Merritt planned an ambush. He hid most of his 350 troopers inside covered wagons and posted sharpshooters nearby out of sight. Spotting Merritt's seemingly unescorted wagon train along Warbonnet Creek, a small war party of six Cheyenne warriors charged directly into the trap to divert attention from the main body of Cheyenne.

A few warriors were wounded by the troopers, but the only real action of the engagement was a "duel" between Buffalo Bill and a Cheyenne chief, Yellow Hair. Cody shot and killed the Indian with his Winchester carbine, then pulled out a Bowie knife and scalped him.

The main body of warriors attempted to rescue the small war party, but fled so quickly after seeing the true strength of the U.S. forces that not a single trooper was killed or injured.

==Aftermath==
Merritt joined Crook, whose expedition later linked up with that of Gen.

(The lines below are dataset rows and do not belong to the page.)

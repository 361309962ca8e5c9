//! Error types for the selection engine.

use thiserror::Error;

use crate::types::RewardId;

#[derive(Debug, Clone, PartialEq, Eq, Error)]
pub enum SelectionError {
    /// Caller passed a reward id the project does not list.
    #[error("Reward {reward_id} not found in project {project_id}")]
    RewardNotFound { project_id: u64, reward_id: RewardId },

    #[error("Selection session has not been configured with a project")]
    NotConfigured,

    #[error("Selection session has been torn down")]
    SessionClosed,
}

pub type Result<T> = std::result::Result<T, SelectionError>;
// Demo server configuration loaded from environment variables.
// Decision: KNOCK_DEMO_ prefix; dispatcher options stay under KNOCK_
// Decision: Default account is demo/demo so the server runs with no setup

/// Account accepted by the password schema
#[derive(Debug, Clone)]
pub struct DemoAccount {
    pub username: String,
    pub password: String,
}

#[derive(Debug, Clone)]
pub struct DemoConfig {
    /// Listen address
    pub addr: String,
    pub account: DemoAccount,
}

impl Default for DemoConfig {
    fn default() -> Self {
        Self {
            addr: "0.0.0.0:9300".to_string(),
            account: DemoAccount {
                username: "demo".to_string(),
                password: "demo".to_string(),
            },
        }
    }
}

impl DemoConfig {
    /// Load configuration from environment variables
    pub fn from_env() -> Self {
        let defaults = Self::default();

        let addr = std::env::var("KNOCK_DEMO_ADDR")
            .ok()
            .filter(|s| !s.is_empty())
            .unwrap_or(defaults.addr);

        let username = std::env::var("KNOCK_DEMO_USERNAME")
            .ok()
            .filter(|s| !s.is_empty())
            .unwrap_or(defaults.account.username);
        let password = std::env::var("KNOCK_DEMO_PASSWORD")
            .ok()
            .filter(|s| !s.is_empty())
            .unwrap_or(defaults.account.password);

        Self {
            addr,
            account: DemoAccount { username, password },
        }
    }
}
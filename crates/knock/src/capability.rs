//! Schema capability model.
//!
//! Two capability families exist. `Login` authenticates credentials and
//! establishes a session marker, `Auth` validates an existing marker. Each
//! family has exactly one required method; a schema is usable for a family
//! iff it implements that method. Optional methods are hooks or pass-through
//! endpoints, and a subset of methods is exposed as middleware factories.

use std::fmt;

/// Capability family
#[derive(Debug, Clone, Copy, PartialEq, Eq, Hash)]
pub enum Capability {
    Login,
    Auth,
}

impl Capability {
    pub const ALL: [Capability; 2] = [Capability::Login, Capability::Auth];

    /// The method whose presence makes a schema usable for this capability
    pub fn required_method(self) -> Method {
        match self {
            Capability::Login => Method::KnockLogin,
            Capability::Auth => Method::KnockAuth,
        }
    }

    pub fn optional_methods(self) -> &'static [Method] {
        match self {
            Capability::Login => &[
                Method::Login,
                Method::LoginResponse,
                Method::OauthLogin,
                Method::OauthCallback,
            ],
            Capability::Auth => &[
                Method::Create,
                Method::Auth,
                Method::AuthResponse,
                Method::Revoke,
            ],
        }
    }

    /// Methods turned into middleware factories
    pub fn exposed_methods(self) -> &'static [Method] {
        match self {
            Capability::Login => &[Method::KnockLogin, Method::OauthLogin, Method::OauthCallback],
            Capability::Auth => &[Method::KnockAuth, Method::Revoke],
        }
    }

    /// Request parameter that selects a schema by name for this capability
    pub fn selector(self) -> &'static str {
        self.required_method().as_str()
    }
}

impl fmt::Display for Capability {
    fn fmt(&self, f: &mut fmt::Formatter<'_>) -> fmt::Result {
        match self {
            Capability::Login => write!(f, "login"),
            Capability::Auth => write!(f, "auth"),
        }
    }
}

/// Whether a method is the interface method of its family or an extra
#[derive(Debug, Clone, Copy, PartialEq, Eq)]
pub enum MethodKind {
    Required,
    Optional,
}

/// Every method a schema may implement
#[derive(Debug, Clone, Copy, PartialEq, Eq, Hash)]
pub enum Method {
    KnockLogin,
    Login,
    LoginResponse,
    OauthLogin,
    OauthCallback,
    KnockAuth,
    Create,
    Auth,
    AuthResponse,
    Revoke,
}

impl Method {
    pub const ALL: [Method; 10] = [
        Method::KnockLogin,
        Method::Login,
        Method::LoginResponse,
        Method::OauthLogin,
        Method::OauthCallback,
        Method::KnockAuth,
        Method::Create,
        Method::Auth,
        Method::AuthResponse,
        Method::Revoke,
    ];

    pub fn as_str(self) -> &'static str {
        match self {
            Method::KnockLogin => "knockLogin",
            Method::Login => "login",
            Method::LoginResponse => "loginResponse",
            Method::OauthLogin => "oauthLogin",
            Method::OauthCallback => "oauthCallback",
            Method::KnockAuth => "knockAuth",
            Method::Create => "create",
            Method::Auth => "auth",
            Method::AuthResponse => "authResponse",
            Method::Revoke => "revoke",
        }
    }

    /// Family owning this method
    pub fn capability(self) -> Capability {
        match self {
            Method::KnockLogin
            | Method::Login
            | Method::LoginResponse
            | Method::OauthLogin
            | Method::OauthCallback => Capability::Login,
            Method::KnockAuth
            | Method::Create
            | Method::Auth
            | Method::AuthResponse
            | Method::Revoke => Capability::Auth,
        }
    }

    pub fn kind(self) -> MethodKind {
        if self.capability().required_method() == self {
            MethodKind::Required
        } else {
            MethodKind::Optional
        }
    }

    pub fn is_exposed(self) -> bool {
        self.capability().exposed_methods().contains(&self)
    }
}

impl fmt::Display for Method {
    fn fmt(&self, f: &mut fmt::Formatter<'_>) -> fmt::Result {
        f.write_str(self.as_str())
    }
}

Alfred H. Terry, bringing the combined strength of the U.S. force to about 4,000.

Ever the showman, Buffalo Bill returned to the stage in October, his show highlighted by a melodramatic reenactment of his duel with Yellow Hair. He displayed the fallen warrior's scalp, feather war bonnet, knife, saddle and other personal effects. He later often celebrated the killing during his Wild West shows in a reenactment he entitled "The Red Right Hand, or, Buffalo Bill's First Scalp for Custer".